Privacy NA Privacy concerns people, ensuring they are given control to the access of themselves and their information.
Private data NA Highly restricted and typically not publicly shared, or is shared with limited access (i.e., passwords, illegal behaviors, medical records, financial information).
Protected health information PHI The HIPAA Privacy Rule provides protections for 18 identifiers held by covered entities providing health care services.
Qualitative data NA Non-numeric data typically made up of text, images, video, or other artifacts.
Quantitative data NA Numerical data that can be analyzed with statistical methods.
Randomized controlled trial RCT A study design that randomly assigns participants to a control or treatment condition. In education research you often hear about two types of RCTs. The first being the Individual-Level Randomized Controlled Trial (I-RCT) in which individuals (such as students) are randomized directly to the treatment or control group. The second is a Cluster Randomized Controlled Trial (C-RCT), sometimes also called group-randomized, in which clusters of students (such as classrooms) are randomized.
Raw data primary, untouched Unprocessed data collected directly from a source.
Replicable NA Being able to produce the same results if the same procedures are used with different materials.
Reproducible NA Being able to produce the same results using the same materials and procedures.
Research NA The Common Rule (45 CFR 46) definition of research is a systematic investigation, including research development, testing, and evaluation, designed to develop or contribute to generalizable knowledge.
Restricted-use data non-public data A dataset that cannot be publicly released due to containing sensitive information or a combination of variables that could enable identification. These data require controlled access conditions and may be shared through data use agreements or other application processes.

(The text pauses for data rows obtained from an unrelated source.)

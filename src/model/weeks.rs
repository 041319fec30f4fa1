// File: ./src/model/weeks.rs
// Expansion of compressed week-validity expressions such as "1-8,10(双)[周]".
use crate::model::item::WeekSet;

const WEEK_UNIT: char = '周';
const ODD_MARKER: char = '单';
const EVEN_MARKER: char = '双';

#[derive(Debug, Clone, Copy, PartialEq, Eq)]
pub enum Parity {
    Any,
    Odd,
    Even,
}

impl Parity {
    /// Reads the parity markers from raw text. Odd wins when both appear.
    pub fn detect(raw: &str) -> Self {
        let odd = raw.contains(ODD_MARKER);
        let even = raw.contains(EVEN_MARKER);
        if odd && even {
            log::debug!("Week spec '{}' carries both parity markers, using odd", raw);
        }
        if odd {
            Parity::Odd
        } else if even {
            Parity::Even
        } else {
            Parity::Any
        }
    }

    pub fn admits(self, week: u32) -> bool {
        match self {
            Parity::Any => true,
            Parity::Odd => week % 2 == 1,
            Parity::Even => week % 2 == 0,
        }
    }
}

/// Expands a week spec into a concrete [`WeekSet`].
///
/// Malformed items contribute nothing. Values outside the term are kept;
/// callers filter with [`WeekSet::in_term`].
pub fn expand_weeks(week_text: &str) -> WeekSet {
    let normalized: String = week_text
        .replace('，', ",")
        .chars()
        .filter(|c| !c.is_whitespace())
        .collect();
    let parity = Parity::detect(&normalized);

    let without_unit = normalized.replace(WEEK_UNIT, "");
    let stripped = strip_enclosed(&strip_enclosed(&without_unit, '[', ']'), '(', ')');

    let mut weeks = Vec::new();
    for item in stripped.split(',').filter(|i| !i.is_empty()) {
        if let Some((left, right)) = item.split_once('-') {
            if let (Some(lo), Some(hi)) = (parse_plain_number(left), parse_plain_number(right)) {
                weeks.extend(lo..=hi);
            }
        } else if let Some(n) = parse_plain_number(item) {
            weeks.push(n);
        }
    }

    let mut set = WeekSet::from_unsorted(weeks);
    set.retain(|w| parity.admits(w));
    set
}

/// Parses a token made only of ASCII digits. Signs, spaces and other
/// characters disqualify it.
fn parse_plain_number(s: &str) -> Option<u32> {
    if s.is_empty() || !s.bytes().all(|b| b.is_ascii_digit()) {
        return None;
    }
    s.parse().ok()
}

/// Removes every non-greedy `open ... close` group. An unmatched opener is
/// left in place.
fn strip_enclosed(s: &str, open: char, close: char) -> String {
    let mut out = String::with_capacity(s.len());
    let mut rest = s;
    while let Some(start) = rest.find(open) {
        let after = &rest[start + open.len_utf8()..];
        match after.find(close) {
            Some(end) => {
                out.push_str(&rest[..start]);
                rest = &after[end + close.len_utf8()..];
            }
            None => break,
        }
    }
    out.push_str(rest);
    out
}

Safe harbor method NA Under the HIPAA Privacy Rule, there are two methods of de-identification. The Safe Harbor method allows covered entities to treat data as de-identified if all 18 PHI variables are removed.

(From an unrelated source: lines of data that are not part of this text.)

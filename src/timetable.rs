// File: ./src/timetable.rs
// One forward pass: sheet cells -> course records -> events -> grid.
use crate::config::Config;
use crate::model::{CourseEvent, CourseRecord, EventAssembler, Grid, parse_cell_courses};
use crate::sheet::{CellGrid, PeriodClock, RawCellBlock, scan_blocks};

/// A course record together with where it sat in the sheet.
#[derive(Debug, Clone, PartialEq, Eq)]
pub struct Lesson {
    pub course: CourseRecord,
    pub weekday: u32,
    pub row_start: usize,
    pub row_end: usize,
}

/// Everything derived from one timetable sheet.
#[derive(Debug, Clone)]
pub struct Timetable {
    pub lessons: Vec<Lesson>,
    pub events: Vec<CourseEvent>,
    pub clock: PeriodClock,
}

impl Timetable {
    pub fn from_grid(grid: &dyn CellGrid, config: &Config) -> Self {
        let blocks = scan_blocks(grid, &config.layout, config.combine_merged_rows);
        let lessons = lessons_from_blocks(&blocks);
        let assembler = EventAssembler::new(config.assembler_config());

        let events: Vec<CourseEvent> = lessons
            .iter()
            .flat_map(|l| assembler.assemble(&l.course, l.weekday, (l.row_start, l.row_end)))
            .collect();

        let clock = PeriodClock::from_grid(grid, &config.layout).with_fallback(&config.period_times);

        log::info!(
            "Parsed {} cell blocks into {} lessons and {} events",
            blocks.len(),
            lessons.len(),
            events.len()
        );
        if clock.known_periods() == 0 {
            log::warn!("No period times found in the sheet or config; calendar export will be empty");
        }

        Self {
            lessons,
            events,
            clock,
        }
    }

    pub fn grid(&self) -> Grid {
        Grid::build(&self.events)
    }
}

pub fn lessons_from_blocks(blocks: &[RawCellBlock]) -> Vec<Lesson> {
    blocks
        .iter()
        .flat_map(|block| {
            parse_cell_courses(&block.text)
                .into_iter()
                .map(move |course| Lesson {
                    course,
                    weekday: block.weekday,
                    row_start: block.row_start,
                    row_end: block.row_end,
                })
        })
        .collect()
}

Sensitive data protected data An umbrella term that encompasses proprietary, ethical, contractual, or private information that should be protected from unwarranted disclosure. There are varying levels of data sensitivity.
Scale NA Similar to the term “measure”, this is a collection of items used to measure an outcome. However, I typically use this term to more specifically refer to questionnaires that have had psychometric properties assessed. Scales may also be made up of subscales (i.e., groupings of items).
Simulation data NA Data generated through imitations of a real-world process using computer models.
Standardization NA Developing a set of agreed upon technical standards and applying them within and across all research projects.
Study NA A single funded research project resulting in one or more datasets to be used to answer a research question.
Subject case, participant, site, record A person or place participating in research and has one or more piece of data collected on them.
Syntax code, program Programming statements written in a text editor. The statements are machine-readable instructions processed by your computer.
Tool NA A means used to collect data using an instrument (e.g., a paper form, an online survey platform)
Treatment experiment The individual or group receives the intervention.
Unique participant identifier study ID, site ID, unique identifier (UID), subject ID, participant code, record id This is a numeric or alphanumeric identifier that is unique to every participant or site in order to create confidential and de-identified data. These identifiers allow researchers to link data across time or measure.
Variable column, field, question, data element Any phenomenon you are collecting information on/trying to measure. These variables will make up columns in your datasets or databases.
Variable name header A shortened symbolic name given the variable in your data to represent the information it contains.
Wave time period, time point, event, session Intervals of data collection over time.